Y me quedé tan alucinado por esta gota
errabunda que, al contemplar el nubarrón, me preguntaba que porción de mar
viajaba sobre mi cabeza; si llueve con tormenta estival ¿Me empaparán las gotas
del Mediterráneo, las del Atlántico robadas en los peligrosos caladeros del
Gran Sol, del mar de las Azores?
¿ A qué lugares irá ese vapor de mar?
Tendría que recitar algún poeta, me digo, que la
lluvia al empaparte la piel es el mar acariciándote. Si llueve en estos días
veraniegos saldré a que me acaricie el mar, seguro.
El escritor, pertinaz observador de nuestras miserias
y grandezas, contrarresta esa claustrofobia del internado católico con el afán
de camadería que reina entre los muchachos, a pesar de las rencillas
inevitables entre adolescentes. De esta manera el libro exhala ese aire quieto
y viciado del internado, y nosotros respiramos también.
Pero ¿qué digo yo? Lo que acabo de indicar en el párrafo
superior, esa respiración saludable del libro, lo vuelve a repetir Joyce de una
forma que ya no admite superación por ninguna otra… La lluvia.
Desconozco si otros lectores de la obra habrán
reparado en ello, pero la lluvia es la gran salvadora de Stephen, de James
Joyce y de mí mismo.
Cuando se barrunta la tragedia, y también después… la
lluvia aparece providencial.
Llueve en la narración, en el rostro de Stephen, en
el de Joyce, y por supuesto en el mío.
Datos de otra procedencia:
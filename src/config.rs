//! Configuration module
//!
//! Loads configuration from environment variables.

use std::env;
use std::str::FromStr;

/// Log output format
#[derive(Debug, Clone, Copy, PartialEq, Eq)]
pub enum LogFormat {
    Pretty,
    Json,
}

impl FromStr for LogFormat {
    type Err = ConfigError;

    fn from_str(s: &str) -> Result<Self, Self::Err> {
        match s.to_ascii_lowercase().as_str() {
            "pretty" => Ok(LogFormat::Pretty),
            "json" => Ok(LogFormat::Json),
            _ => Err(ConfigError::InvalidValue("LOG_FORMAT")),
        }
    }
}

/// Application configuration
#[derive(Debug, Clone)]
pub struct Config {
    /// Database connection URL (`sqlite://...`)
    pub database_url: String,

    /// Maximum database connections in pool
    pub database_max_connections: u32,

    /// Server host
    pub host: String,

    /// Server port
    pub port: u16,

    /// Environment (development, production)
    pub environment: String,

    pub log_format: LogFormat,

    /// SHA-256 hex digest of the key required on `POST /api/v1/events`
    pub ingest_api_key_sha256: Option<String>,
}

impl Config {
    /// Load configuration from environment variables
    pub fn from_env() -> Result<Self, ConfigError> {
        Self::from_lookup(|key| env::var(key).ok())
    }

    fn from_lookup(lookup: impl Fn(&str) -> Option<String>) -> Result<Self, ConfigError> {
        let database_url = lookup("DATABASE_URL").ok_or(ConfigError::MissingEnv("DATABASE_URL"))?;

        let database_max_connections = lookup("DATABASE_MAX_CONNECTIONS")
            .unwrap_or_else(|| "5".to_string())
            .parse()
            .map_err(|_| ConfigError::InvalidValue("DATABASE_MAX_CONNECTIONS"))?;

        let host = lookup("HOST").unwrap_or_else(|| "127.0.0.1".to_string());

        let port = lookup("PORT")
            .unwrap_or_else(|| "3000".to_string())
            .parse()
            .map_err(|_| ConfigError::InvalidValue("PORT"))?;

        let environment = lookup("ENVIRONMENT").unwrap_or_else(|| "development".to_string());

        let log_format = lookup("LOG_FORMAT")
            .map(|value| value.parse())
            .transpose()?
            .unwrap_or(LogFormat::Pretty);

        let ingest_api_key_sha256 = match lookup("INGEST_API_KEY_SHA256") {
            Some(digest) if digest.trim().is_empty() => None,
            Some(digest) => {
                let digest = digest.trim().to_ascii_lowercase();
                if digest.len() != 64 || hex::decode(&digest).is_err() {
                    return Err(ConfigError::InvalidValue("INGEST_API_KEY_SHA256"));
                }
                Some(digest)
            }
            None => None,
        };

        Ok(Self {
            database_url,
            database_max_connections,
            host,
            port,
            environment,
            log_format,
            ingest_api_key_sha256,
        })
    }

    /// Check if running in production
    pub fn is_production(&self) -> bool {
        self.environment == "production"
    }
}

/// Configuration error types
#[derive(Debug, thiserror::Error)]
pub enum ConfigError {
    #[error("Missing environment variable: {0}")]
    MissingEnv(&'static str),

    #[error("Invalid value for environment variable: {0}")]
    InvalidValue(&'static str),
}

#[cfg(test)]
mod tests {
    use super::*;
    use std::collections::HashMap;

    fn load(vars: &[(&str, &str)]) -> Result<Config, ConfigError> {
        let vars: HashMap<String, String> = vars
            .iter()
            .map(|(k, v)| (k.to_string(), v.to_string()))
            .collect();
        Config::from_lookup(|key| vars.get(key).cloned())
    }

    #[test]
    fn test_defaults() {
        let config = load(&[("DATABASE_URL", "sqlite::memory:")]).unwrap();

        assert_eq!(config.database_max_connections, 5);
        assert_eq!(config.host, "127.0.0.1");
        assert_eq!(config.port, 3000);
        assert_eq!(config.log_format, LogFormat::Pretty);
        assert!(config.ingest_api_key_sha256.is_none());
        assert!(!config.is_production());
    }

    #[test]
    fn test_missing_database_url() {
        assert!(matches!(load(&[]), Err(ConfigError::MissingEnv("DATABASE_URL"))));
    }

    #[test]
    fn test_invalid_values() {
        let base = ("DATABASE_URL", "sqlite::memory:");
        assert!(matches!(
            load(&[base, ("PORT", "http")]),
            Err(ConfigError::InvalidValue("PORT"))
        ));
        assert!(matches!(
            load(&[base, ("LOG_FORMAT", "xml")]),
            Err(ConfigError::InvalidValue("LOG_FORMAT"))
        ));
        assert!(matches!(
            load(&[base, ("INGEST_API_KEY_SHA256", "abc")]),
            Err(ConfigError::InvalidValue("INGEST_API_KEY_SHA256"))
        ));
    }

    #[test]
    fn test_api_key_digest_is_normalized() {
        let digest = "A".repeat(64);
        let config = load(&[
            ("DATABASE_URL", "sqlite::memory:"),
            ("INGEST_API_KEY_SHA256", digest.as_str()),
            ("LOG_FORMAT", "JSON"),
        ])
        .unwrap();

        assert_eq!(config.ingest_api_key_sha256, Some("a".repeat(64)));
        assert_eq!(config.log_format, LogFormat::Json);
    }
}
Llueve en el corazón angustiado del
propio libro. La Lluvia, que limpia el ambiente de impurezas, siempre retorna
triunfal cuando parece que todo se aviene a la fatalidad. No sé si Joyce
introduce estos fragmentos de forma deliberada, para que su escritura, en
creciente tensión, se diluya al son de las gotas y su repiqueteo, cuando
lentamente se escurren de la hojas al finalizar el chaparrón, y es que en el
libro, como en la vida, después de la tempestad vuelve la calma.
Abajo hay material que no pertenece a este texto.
//! API Routes
//!
//! HTTP endpoint definitions.

use axum::{
    extract::{Path, Query, State},
    routing::{get, post},
    Json, Router,
};
use serde::{Deserialize, Serialize};
use serde_json::Value;

use crate::aggregate::{Aggregate, MonthAggregate, PayeeAggregate};
use crate::domain::{Address, DomainError, EventPosition, EventRecord, MonthKey, TokenAmount};
use crate::error::AppError;
use crate::ingest::BatchReport;
use crate::store::{Page, StoredEvent};

use super::middleware::ingest_auth_middleware;
use super::AppState;

// =========================================================================
// Request/Response types
// =========================================================================

#[derive(Debug, Deserialize)]
pub struct PageQuery {
    #[serde(default = "default_limit")]
    pub limit: u32,
    #[serde(default)]
    pub offset: u32,
}

fn default_limit() -> u32 {
    50
}

impl From<&PageQuery> for Page {
    fn from(query: &PageQuery) -> Self {
        Page::new(query.limit, query.offset)
    }
}

#[derive(Debug, Deserialize)]
pub struct MonthRangeQuery {
    #[serde(default)]
    pub from: Option<String>,
    #[serde(default)]
    pub to: Option<String>,
}

#[derive(Debug, Deserialize)]
pub struct EventsQuery {
    #[serde(default)]
    pub kind: Option<String>,
    #[serde(default = "default_limit")]
    pub limit: u32,
    #[serde(default)]
    pub offset: u32,
}

#[derive(Debug, Serialize)]
pub struct PayeeResponse {
    pub address: Address,
    pub total_paid: TokenAmount,
    pub last_paid_at: Option<u64>,
}

impl From<PayeeAggregate> for PayeeResponse {
    fn from(payee: PayeeAggregate) -> Self {
        Self {
            address: payee.id().clone(),
            total_paid: payee.total_paid(),
            last_paid_at: payee.last_paid_at(),
        }
    }
}

#[derive(Debug, Serialize)]
pub struct MonthResponse {
    pub key: MonthKey,
    pub year: u64,
    pub month: u64,
    pub total_cost: TokenAmount,
}

impl From<MonthAggregate> for MonthResponse {
    fn from(month: MonthAggregate) -> Self {
        let key = month.key();
        Self {
            key,
            year: key.year(),
            month: key.month(),
            total_cost: month.total_cost(),
        }
    }
}

#[derive(Debug, Serialize)]
pub struct EventsListResponse {
    pub events: Vec<StoredEvent>,
    pub total: u64,
}

#[derive(Debug, Serialize)]
pub struct CheckpointResponse {
    pub checkpoint: Option<EventPosition>,
}

/// Raw records are kept as JSON so one bad element does not reject the batch
#[derive(Debug, Deserialize)]
pub struct IngestRequest {
    pub events: Vec<Value>,
}

// =========================================================================
// API Router
// =========================================================================

/// Create the API router
pub fn create_router(state: &AppState) -> Router<AppState> {
    Router::new()
        .route("/payees", get(list_payees))
        .route("/payees/:address", get(get_payee))
        .route("/months", get(list_months))
        .route("/months/:key", get(get_month))
        .route("/events", get(list_events))
        .route(
            "/events",
            post(ingest_events).route_layer(axum::middleware::from_fn_with_state(
                state.clone(),
                ingest_auth_middleware,
            )),
        )
        .route("/checkpoint", get(get_checkpoint))
}

// =========================================================================
// Payees
// =========================================================================

async fn list_payees(
    State(state): State<AppState>,
    Query(query): Query<PageQuery>,
) -> Result<Json<Vec<PayeeResponse>>, AppError> {
    let payees = state.store.list_payees(Page::from(&query)).await?;
    Ok(Json(payees.into_iter().map(PayeeResponse::from).collect()))
}

async fn get_payee(
    State(state): State<AppState>,
    Path(address): Path<String>,
) -> Result<Json<PayeeResponse>, AppError> {
    let address = Address::parse(&address)?;

    let payee = state
        .store
        .get_payee(&address)
        .await?
        .ok_or_else(|| AppError::PayeeNotFound(address.to_string()))?;

    Ok(Json(payee.into()))
}

// =========================================================================
// Months
// =========================================================================

fn parse_month_key(value: Option<&str>) -> Result<Option<MonthKey>, DomainError> {
    value.map(str::parse).transpose()
}

async fn list_months(
    State(state): State<AppState>,
    Query(query): Query<MonthRangeQuery>,
) -> Result<Json<Vec<MonthResponse>>, AppError> {
    let from = parse_month_key(query.from.as_deref())?;
    let to = parse_month_key(query.to.as_deref())?;

    let months = state.store.list_months(from, to).await?;
    Ok(Json(months.into_iter().map(MonthResponse::from).collect()))
}

async fn get_month(
    State(state): State<AppState>,
    Path(key): Path<String>,
) -> Result<Json<MonthResponse>, AppError> {
    let key: MonthKey = key.parse()?;

    let month = state
        .store
        .get_month(key)
        .await?
        .ok_or_else(|| AppError::MonthNotFound(key.to_string()))?;

    Ok(Json(month.into()))
}

// =========================================================================
// Event log
// =========================================================================

async fn list_events(
    State(state): State<AppState>,
    Query(query): Query<EventsQuery>,
) -> Result<Json<EventsListResponse>, AppError> {
    let kind = query.kind.as_deref();
    let page = Page::new(query.limit, query.offset);

    let events = state.store.list_events(kind, page).await?;
    let total = state.store.count_events(kind).await?;

    Ok(Json(EventsListResponse { events, total }))
}

async fn get_checkpoint(
    State(state): State<AppState>,
) -> Result<Json<CheckpointResponse>, AppError> {
    let checkpoint = state.store.last_checkpoint().await?;
    Ok(Json(CheckpointResponse { checkpoint }))
}

/// Ingest a batch of raw contract events in order
async fn ingest_events(
    State(state): State<AppState>,
    Json(request): Json<IngestRequest>,
) -> Result<Json<BatchReport>, AppError> {
    let records = request.events.into_iter().enumerate().map(|(index, value)| {
        let record = serde_json::from_value::<EventRecord>(value)
            .map_err(|e| DomainError::invalid_field("record", e.to_string()));
        (index, record)
    });

    let ingestor = state.ingestor.lock().await;
    let report = ingestor.ingest_batch(records).await?;

    tracing::info!(
        applied = report.applied,
        duplicates = report.duplicates,
        rejected = report.rejected.len(),
        "Batch ingested"
    );

    Ok(Json(report))
}

#[cfg(test)]
mod tests {
    use super::*;

    #[test]
    fn test_events_query_defaults() {
        let query: EventsQuery = serde_json::from_str("{}").unwrap();
        assert_eq!(query.limit, 50);
        assert_eq!(query.offset, 0);
        assert!(query.kind.is_none());
    }

    #[test]
    fn test_parse_month_key() {
        assert_eq!(parse_month_key(None).unwrap(), None);
        assert_eq!(parse_month_key(Some("197013")).unwrap().map(|k| k.value()), Some(197013));
        assert!(parse_month_key(Some("197014")).is_err());
    }

    #[test]
    fn test_month_response_splits_key() {
        let month = MonthAggregate::from_stored("202403".parse().unwrap(), TokenAmount::new(7));
        let response = MonthResponse::from(month);

        assert_eq!(response.year, 2024);
        assert_eq!(response.month, 3);
        let json = serde_json::to_value(&response).unwrap();
        assert_eq!(json["key"], 202403);
        assert_eq!(json["total_cost"], "7");
    }
}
Sí, creo que la lluvia la han inventado los
irlandeses para escribirla:
“Cuando el malestar hubo pasado, caminó con
dificultad hasta la ventana (…) La lluvia había cesado y entre movibles masas
de vapor de agua, la ciudad estaba hilando de luz el delicado capullo de una
neblina amarillenta. El cielo estaba tranquilo y tenía una vaga luminosidad. Y
el aire resultaba grato al pulmón como en una arboleda bien calada a
chaparrones. Y, en medio de aquella paz de las luces temblorosas y la quieta
fragancia de la noche, Stephen hizo un pacto con su corazón.”
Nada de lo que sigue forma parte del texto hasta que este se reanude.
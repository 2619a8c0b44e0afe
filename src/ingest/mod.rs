//! Ingestor
//!
//! Feeds decoded contract events through the aggregation engine and the raw
//! event log, one transaction per event. Owns the delivery discipline the
//! engine relies on: each event is applied at most once and in chain order.

mod source;

use serde::Serialize;
use tokio::io::AsyncBufRead;

use crate::domain::{DomainError, EventRecord, PayrollEvent};
use crate::engine::{AggregationEngine, ClaimOutcome, IndexerError};

pub use source::{JsonLinesSource, SourceItem};

/// Result of ingesting one event
#[derive(Debug, Clone, PartialEq, Eq)]
pub enum IngestOutcome {
    /// Event committed; carries the new totals when it was a claim
    Applied(Option<ClaimOutcome>),
    /// Event id already present in the log; nothing written
    Duplicate,
}

/// Record rejected without touching the store
#[derive(Debug, Clone, PartialEq, Eq, Serialize)]
pub struct Rejection {
    pub index: usize,
    pub reason: String,
}

/// Per-batch counters
#[derive(Debug, Clone, Default, PartialEq, Eq, Serialize)]
pub struct BatchReport {
    pub applied: usize,
    pub duplicates: usize,
    pub rejected: Vec<Rejection>,
}

/// A batch stopped on a non-malformed error.
///
/// `report` counts everything committed before the failing record.
#[derive(Debug, thiserror::Error)]
#[error("Batch halted at record {index}: {source}")]
pub struct BatchHalted {
    pub index: usize,
    pub report: BatchReport,
    #[source]
    pub source: IndexerError,
}

/// A source replay stopped before the end of its input
#[derive(Debug, thiserror::Error)]
pub enum ReplayError {
    #[error("Failed to read event source: {0}")]
    Io(#[from] std::io::Error),

    /// `index` of the halt is the source line number
    #[error(transparent)]
    Halted(#[from] BatchHalted),
}

/// Sequential event ingestor
#[derive(Clone)]
pub struct Ingestor {
    engine: AggregationEngine,
}

impl Ingestor {
    pub fn new(engine: AggregationEngine) -> Self {
        Self { engine }
    }

    /// Ingest one decoded event atomically
    pub async fn ingest(&self, event: &PayrollEvent) -> Result<IngestOutcome, IndexerError> {
        let mut tx = self.engine.store().begin().await?;

        if tx.contains_event(event.event_id()).await? {
            tracing::debug!(event_id = %event.event_id(), "Duplicate event skipped");
            return Ok(IngestOutcome::Duplicate);
        }

        let position = event.position();
        if let Some(checkpoint) = tx.checkpoint().await? {
            if position <= checkpoint {
                tracing::warn!(
                    event_id = %event.event_id(),
                    %position,
                    %checkpoint,
                    "Event delivered out of order"
                );
                return Err(IndexerError::OutOfOrder {
                    event_id: event.event_id().to_string(),
                    position,
                    checkpoint,
                });
            }
        }

        let claim = match event.as_claim() {
            Some(claim) => Some(self.engine.apply_claim(tx.as_mut(), &claim).await?),
            None => None,
        };

        tx.append_event(event).await?;
        tx.commit().await?;

        tracing::info!(
            event_id = %event.event_id(),
            kind = event.kind_name(),
            %position,
            "Event ingested"
        );

        Ok(IngestOutcome::Applied(claim))
    }

    /// Decode then ingest; malformed records never reach the store
    pub async fn ingest_record(&self, record: &EventRecord) -> Result<IngestOutcome, IndexerError> {
        let event = record.decode()?;
        self.ingest(&event).await
    }

    /// Ingest records in order.
    ///
    /// Malformed records are reported in the returned report and skipped.
    /// Any other error halts the batch.
    pub async fn ingest_batch<I>(&self, records: I) -> Result<BatchReport, BatchHalted>
    where
        I: IntoIterator<Item = (usize, Result<EventRecord, DomainError>)>,
    {
        let mut report = BatchReport::default();

        for (index, record) in records {
            if let Err(source) = self.step(&mut report, index, record, true).await {
                return Err(BatchHalted {
                    index,
                    report,
                    source,
                });
            }
        }

        Ok(report)
    }

    /// Replay a JSON-lines source to its end.
    ///
    /// Rejections are keyed by line number. A malformed line halts the
    /// replay unless `skip_malformed` is set; nothing after the halting line
    /// is read.
    pub async fn ingest_source<R>(
        &self,
        source: &mut JsonLinesSource<R>,
        skip_malformed: bool,
    ) -> Result<BatchReport, ReplayError>
    where
        R: AsyncBufRead + Unpin,
    {
        let mut report = BatchReport::default();

        while let Some((line, record)) = source.next_record().await? {
            if let Err(error) = self.step(&mut report, line, record, skip_malformed).await {
                return Err(BatchHalted {
                    index: line,
                    report,
                    source: error,
                }
                .into());
            }
        }

        Ok(report)
    }

    /// Ingest one record into `report`; an `Err` means the run must stop
    async fn step(
        &self,
        report: &mut BatchReport,
        index: usize,
        record: Result<EventRecord, DomainError>,
        skip_malformed: bool,
    ) -> Result<(), IndexerError> {
        let result = match record {
            Ok(record) => self.ingest_record(&record).await,
            Err(e) => Err(IndexerError::Malformed(e)),
        };

        match result {
            Ok(IngestOutcome::Applied(_)) => report.applied += 1,
            Ok(IngestOutcome::Duplicate) => report.duplicates += 1,
            Err(IndexerError::Malformed(e)) if skip_malformed => {
                tracing::warn!(index, error = %e, "Malformed event rejected");
                report.rejected.push(Rejection {
                    index,
                    reason: e.to_string(),
                });
            }
            Err(source) => {
                tracing::error!(index, error = %source, "Ingestion halted");
                return Err(source);
            }
        }

        Ok(())
    }
}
Y me animo con otro, más olor a tierra mojada, así
aprovecho esta palabra que ya puse alguna vez, y encuentro tan bella; geosmina
(del griego «aroma de la tierra»), esa sustancia química que determinadas
bacterias y hongos, a ras del suelo, desprenden y se hacen perceptibles con la
tierra húmeda, al llover por ejemplo.
"Los árboles del parque estaban cargados de lluvia.
La lluvia caía incesante sobre el lago, gris como un escudo de metal. Pasaba
una manada de cisnes, y el agua y la margen estaban manchadas de un légamo
blancuzco y verdoso. Y, ellos, se abrazaban dulcemente excitados por la luz
pluviosa y gris, por los árboles húmedos y silenciosos, por la presencia del
lago" (…)
Si la lectura de un libro, éste u otro, se convierte
también en un reto intelectual, como señalaba al comienzo, llegar a su última
palabra, “FIN,” proporciona una sensación de dulce victoria, pues salir bien
parado del lance, no digamos ya si es con Joyce en pleno estío, sienta de
maravilla al ego lector… Para que nos vamos a engañar.
Ah, he ojeado el tiempo para estos días… dan lluvia
en Irlanda, que se preparen los poetas.